TASK TO COMPLETE => Print the first line of the records below and every line after it, up to and including the line with "first node is". Print nothing else.

------ TASK INPUTS ------

//! Builder wiring an ordered list of nodes into a token ring.

use crate::error::{Error, Result};
use crate::node::NodeKind;
use crate::Network;

/// Builds a consistent [`Network`] from nodes listed in ring order.
///
/// Each node is linked to the one added after it and the last node links
/// back to the first. Every workstation is registered, and the first node is
/// the first one added unless [`RingBuilder::first`] names another.
///
/// # Example
///
/// ```rust
/// use corelib::RingBuilder;
///
/// let network = RingBuilder::new()
///     .workstation("Filip")
///     .printer("Andy")
///     .build()
///     .unwrap();
/// assert!(network.has_workstation("Filip"));
/// ```
#[derive(Debug, Clone, Default)]
pub struct RingBuilder {
    nodes: Vec<(String, NodeKind)>,
    first: Option<String>,
    capacity: usize,
}

impl RingBuilder {
    pub fn new() -> Self {
        Self::default()
    }

    /// Hint for the number of workstations the network will index.
    pub fn with_capacity(capacity: usize) -> Self {
        Self {
            capacity,
            ..Self::default()
        }
    }

    pub fn with_kind(mut self, name: impl Into<String>, kind: NodeKind) -> Self {
        self.nodes.push((name.into(), kind));
        self
    }

    pub fn node(self, name: impl Into<String>) -> Self {
        self.with_kind(name, NodeKind::Plain)
    }

    pub fn workstation(self, name: impl Into<String>) -> Self {
        self.with_kind(name, NodeKind::Workstation)
    }

    pub fn printer(self, name: impl Into<String>) -> Self {
        self.with_kind(name, NodeKind::Printer)
    }

    /// Use the node called `name` as the network's first node.
    pub fn first(mut self, name: impl Into<String>) -> Self {
        self.first = Some(name.into());
        self
    }

    /// Assemble the network and verify it is consistent.
    pub fn build(self) -> Result<Network> {
        let workstations = self
            .nodes
            .iter()
            .filter(|(_, kind)| *kind == NodeKind::Workstation)
            .count();
        let mut network = Network::new(self.capacity.max(workstations).max(1));

        let mut ids = Vec::with_capacity(self.nodes.len());
        for (name, kind) in self.nodes {
            let id = network.add_node(name, kind)?;
            if kind == NodeKind::Workstation {
                network.register_workstation(id)?;
            }
            ids.push(id);
        }

        for (&from, &to) in ids.iter().zip(ids.iter().cycle().skip(1)) {
            network.link(from, to)?;
        }

        let first = match self.first {
            Some(name) => Some(network.find(&name).ok_or(Error::UnknownNode(name))?),
            None => ids.first().copied(),
        };
        if let Some(first) = first {
            network.set_first_node(first)?;
        }

        network.check_consistency()?;
        tracing::debug!(nodes = network.len(), "assembled token ring");
        Ok(network)
    }
}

------

SOLUTION TO THIS TASK =>
//! Builder wiring an ordered list of nodes into a token ring.

use crate::error::{Error, Result};
use crate::node::NodeKind;
use crate::Network;

/// Builds a consistent [`Network`] from nodes listed in ring order.
///
/// Each node is linked to the one added after it and the last node links
/// back to the first. Every workstation is registered, and the first node is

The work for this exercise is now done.